The Fund for Assuring an Independent Retirement (FAIR) said OPM's plan would mean lower retirement benefits for most government workers than the present civil service retirement system.
Under OPM's plan, each employe would have a special retirement account. The government would contribute an amount of money each year equal to 11 percent of an employe's salary. Workers would not pay anything into the system. They would, however, have the option of investing up to $5,000 of their own money in individual retirement accounts to supplement their regular civil service pensions. They would also pay into, and be covered by, Social Security.
Employes could not withdraw money from their retirement accounts until they were at least 59 1/2 years old.
OPM's plan, if passed by Congress, would cover everyone hired by the government since January 1984. Employes hired before then, who are under the regular civil service system, could stick with their current system, or come into the new plan with an initial investment equal to all the money they have contributed to the retirement fund, plus matching payments from the government.

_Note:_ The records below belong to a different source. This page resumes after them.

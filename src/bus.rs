//! Memory bus for the CPU.
//!
//! [`FlatBus`] owns the full 64 KiB address space as one flat array and
//! projects cartridge PRG ROM into it at load time, NROM style. There is no
//! per-region decoding at this scope; reads and writes go straight to the
//! backing store, so the PRG range is not write-protected either.

use crate::cartridge::header::HEADER_LEN;
use crate::error::{Error, FormatError};

/// Trait for memory access used by the CPU.
pub trait Bus {
    fn read(&mut self, addr: u16) -> u8;
    fn write(&mut self, addr: u16, data: u8);
}

/// Full CPU-visible address space: 64 KiB.
pub const MEMORY_SIZE: usize = 0x10000;

/// PRG ROM is projected at $8000 up to the top of memory.
pub const PRG_ROM_BASE: u16 = 0x8000;

/// One PRG bank: 16 KiB. A single-bank cartridge is mirrored into both halves
/// of the $8000-$FFFF range.
pub const PRG_BANK_SIZE: usize = 16 * 1024;

/// Flat 64 KiB memory bus with mapper-0 cartridge projection.
pub struct FlatBus {
    mem: [u8; MEMORY_SIZE],
    mapper_id: u8,
    prg_rom_size: usize,
    chr_rom_size: usize,
}

impl FlatBus {
    /// Zero-initialized address space, no program loaded.
    pub fn new() -> Self {
        Self {
            mem: [0; MEMORY_SIZE],
            mapper_id: 0,
            prg_rom_size: 0,
            chr_rom_size: 0,
        }
    }

    /// Project the PRG payload of `image` (header bytes included) into the
    /// address space.
    ///
    /// Mapper 0 (NROM): the `prg_rom_size` bytes following the 16-byte header
    /// are copied to $8000. A single 16 KiB bank is copied again at $C000,
    /// mirroring the hardware behavior of NROM-128 boards. Any other mapper id
    /// is an extension point and fails with [`Error::UnsupportedMapper`].
    pub fn load_program(
        &mut self,
        mapper_id: u8,
        prg_rom_size: usize,
        chr_rom_size: usize,
        image: &[u8],
    ) -> Result<(), Error> {
        match mapper_id {
            0 => {}
            _ => return Err(Error::UnsupportedMapper { mapper_id }),
        }

        // The projection window is $8000 up to the top of memory; a header
        // may legally claim more banks than fit (other mappers switch them),
        // but mapper 0 cannot.
        let window = MEMORY_SIZE - PRG_ROM_BASE as usize;
        if prg_rom_size > window {
            return Err(Error::OversizedPrgRom {
                size: prg_rom_size,
                max: window,
            });
        }

        let prg_end = HEADER_LEN + prg_rom_size;
        if image.len() < prg_end {
            return Err(FormatError::Truncated {
                expected: prg_end,
                actual: image.len(),
            }
            .into());
        }

        let base = PRG_ROM_BASE as usize;
        let prg = &image[HEADER_LEN..prg_end];
        self.mem[base..base + prg_rom_size].copy_from_slice(prg);
        if prg_rom_size == PRG_BANK_SIZE {
            // 16 KiB cartridge: second copy fills $C000-$FFFF.
            self.mem[base + PRG_BANK_SIZE..base + 2 * PRG_BANK_SIZE].copy_from_slice(prg);
        }

        self.mapper_id = mapper_id;
        self.prg_rom_size = prg_rom_size;
        self.chr_rom_size = chr_rom_size;
        Ok(())
    }

    /// Mapper id the current program was loaded with.
    pub fn mapper_id(&self) -> u8 {
        self.mapper_id
    }

    /// PRG ROM payload size in bytes.
    pub fn prg_rom_size(&self) -> usize {
        self.prg_rom_size
    }

    /// CHR ROM payload size in bytes.
    pub fn chr_rom_size(&self) -> usize {
        self.chr_rom_size
    }
}

impl Default for FlatBus {
    fn default() -> Self {
        Self::new()
    }
}

impl Bus for FlatBus {
    fn read(&mut self, addr: u16) -> u8 {
        self.mem[addr as usize]
    }

    fn write(&mut self, addr: u16, data: u8) {
        self.mem[addr as usize] = data;
    }
}

#[cfg(test)]
mod tests {
    use super::*;
    use crate::cartridge::header::{EOF_MARKER, MAGIC};

    fn nrom_image(prg_banks: u8, fill: u8) -> Vec<u8> {
        let mut image = vec![0u8; HEADER_LEN + prg_banks as usize * PRG_BANK_SIZE];
        image[0..3].copy_from_slice(MAGIC);
        image[3] = EOF_MARKER;
        image[4] = prg_banks;
        for byte in &mut image[HEADER_LEN..] {
            *byte = fill;
        }
        image
    }

    #[test]
    fn new_bus_is_zeroed() {
        let mut bus = FlatBus::new();
        assert_eq!(bus.read(0x0000), 0);
        assert_eq!(bus.read(0x8000), 0);
        assert_eq!(bus.read(0xFFFF), 0);
    }

    #[test]
    fn load_mirrors_single_bank() {
        let mut image = nrom_image(1, 0x00);
        for (i, byte) in image[HEADER_LEN..].iter_mut().enumerate() {
            *byte = (i % 251) as u8;
        }

        let mut bus = FlatBus::new();
        bus.load_program(0, PRG_BANK_SIZE, 0, &image).unwrap();

        for offset in 0..PRG_BANK_SIZE as u16 {
            let lo = bus.read(PRG_ROM_BASE + offset);
            let hi = bus.read(PRG_ROM_BASE + PRG_BANK_SIZE as u16 + offset);
            assert_eq!(lo, hi, "mirror mismatch at offset {:#06X}", offset);
        }
    }

    #[test]
    fn load_two_banks_without_mirroring() {
        let mut image = nrom_image(2, 0x00);
        image[HEADER_LEN] = 0x11; // first bank
        image[HEADER_LEN + PRG_BANK_SIZE] = 0x22; // second bank

        let mut bus = FlatBus::new();
        bus.load_program(0, 2 * PRG_BANK_SIZE, 0, &image).unwrap();

        assert_eq!(bus.read(0x8000), 0x11);
        assert_eq!(bus.read(0xC000), 0x22);
        assert_eq!(bus.prg_rom_size(), 2 * PRG_BANK_SIZE);
    }

    #[test]
    fn load_rejects_unsupported_mapper() {
        let image = nrom_image(1, 0);
        let mut bus = FlatBus::new();
        assert_eq!(
            bus.load_program(4, PRG_BANK_SIZE, 0, &image).unwrap_err(),
            Error::UnsupportedMapper { mapper_id: 4 }
        );
        // Nothing was projected.
        assert_eq!(bus.read(0x8000), 0);
    }

    #[test]
    fn load_rejects_short_prg_payload() {
        let image = nrom_image(1, 0xAA);
        let mut bus = FlatBus::new();
        let err = bus
            .load_program(0, 2 * PRG_BANK_SIZE, 0, &image)
            .unwrap_err();
        assert_eq!(
            err,
            Error::Format(crate::error::FormatError::Truncated {
                expected: HEADER_LEN + 2 * PRG_BANK_SIZE,
                actual: image.len(),
            })
        );
    }

    #[test]
    fn load_rejects_prg_larger_than_projection_window() {
        // Valid header, mapper 0, but three 16 KiB banks: 48 KiB cannot fit
        // the 32 KiB window at $8000. Must be a load error, not a panic.
        let image = nrom_image(3, 0x77);
        let mut bus = FlatBus::new();
        let err = bus
            .load_program(0, 3 * PRG_BANK_SIZE, 0, &image)
            .unwrap_err();
        assert_eq!(
            err,
            Error::OversizedPrgRom {
                size: 3 * PRG_BANK_SIZE,
                max: MEMORY_SIZE - PRG_ROM_BASE as usize,
            }
        );
        // Nothing was projected.
        assert_eq!(bus.read(0x8000), 0);
        assert_eq!(bus.prg_rom_size(), 0);
    }

    #[test]
    fn writes_hit_the_backing_store_even_in_rom_range() {
        let image = nrom_image(1, 0x55);
        let mut bus = FlatBus::new();
        bus.load_program(0, PRG_BANK_SIZE, 0, &image).unwrap();

        bus.write(0x8000, 0x99);
        assert_eq!(bus.read(0x8000), 0x99);
        // The mirror is a copy, not an alias.
        assert_eq!(bus.read(0xC000), 0x55);
    }
}
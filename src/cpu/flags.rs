//! 6502 processor status register (P), one field per flag bit.
//!
//! Kept as individual booleans rather than a packed byte so an instruction can
//! never clobber unrelated flags by overwriting the whole register.

/// Processor status flags. Bit positions follow the 6502 P register layout
/// (carry = bit 0 ... negative = bit 7).
#[derive(Debug, Clone, Copy, Default, PartialEq, Eq)]
pub struct Status {
    /// Carry: bit shifted/carried out of the last operation.
    pub c: bool,
    /// Zero: last result was $00.
    pub z: bool,
    /// Interrupt disable (no IRQ handling at this scope).
    pub i: bool,
    /// Decimal mode (ignored by the NES 2A03).
    pub d: bool,
    /// Break: set by BRK/IRQ stack frames.
    pub b: bool,
    /// Unused bit 5, hardwired to 1 when read on real hardware.
    pub u: bool,
    /// Overflow: signed overflow of the last arithmetic operation.
    pub v: bool,
    /// Negative: bit 7 of the last result.
    pub n: bool,
}

impl Status {
    /// All flags clear, the power-on state this core assumes.
    pub fn new() -> Self {
        Status::default()
    }

    /// Pack into a P-register byte for trace display. Read-only projection;
    /// there is deliberately no inverse.
    pub fn bits(&self) -> u8 {
        (self.c as u8)
            | (self.z as u8) << 1
            | (self.i as u8) << 2
            | (self.d as u8) << 3
            | (self.b as u8) << 4
            | (self.u as u8) << 5
            | (self.v as u8) << 6
            | (self.n as u8) << 7
    }
}
//! Famicore: a NES (Famicom) CPU and memory core written in Rust.
//!
//! The execution substrate of an NES emulator as documented on the
//! [NESdev Wiki](https://www.nesdev.org/wiki/NES_reference_guide): a 6502
//! register/flag/execution engine, a flat 64 KiB memory bus with NROM
//! cartridge projection, and an [iNES](https://www.nesdev.org/wiki/INES)
//! header parser feeding mapper selection into the bus. Graphics, audio,
//! timing, and interrupts are left to the devices that would sit on top.
//!
//! ## Modules (NESdev references)
//!
//! - **bus** – [CPU memory map](https://www.nesdev.org/wiki/CPU_memory_map):
//!   flat 64 KiB space; PRG ROM projected at $8000, mirrored for 16 KiB banks
//! - **cartridge** – [iNES](https://www.nesdev.org/wiki/INES) header: magic,
//!   PRG/CHR sizing, [Mapper](https://www.nesdev.org/wiki/Mapper) number
//! - **cpu** – [6502](https://www.nesdev.org/wiki/CPU): fetch/decode/execute
//!   with a total opcode table; structured status flags
//! - **error** – load-time and execution faults

pub mod bus;
pub mod cartridge;
pub mod cpu;
pub mod error;
//! 6502 CPU emulation.
//!
//! LDA immediate and the LSR family over an extensible total decode table;
//! structured status flags. Bus trait used for all memory access.

pub mod cpu;
pub mod flags;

That would be 14 percent of their total salary and OPM says interest would be added to that initial deposit.
But FAIR officials say OPM's plan would harm middle- and low-income employes, giving them smaller pensions than they could expect under the present system. It guarantees workers a percentage of their pre-retirement income as a pension, based on salary and service time.
OPM's plan would not have a defined benefit; rather it would base annuities on investments and the interest paid on them.
FAIR officials say OPM's draft bill pegs interest on the retirement account and optional investment packages at the rate for special issue T-bills. They now run about 7 percent a year. FAIR claims that the special-issue interest historically barely keeps pace with inflation, so that lifetime earnings on accounts would be relatively low.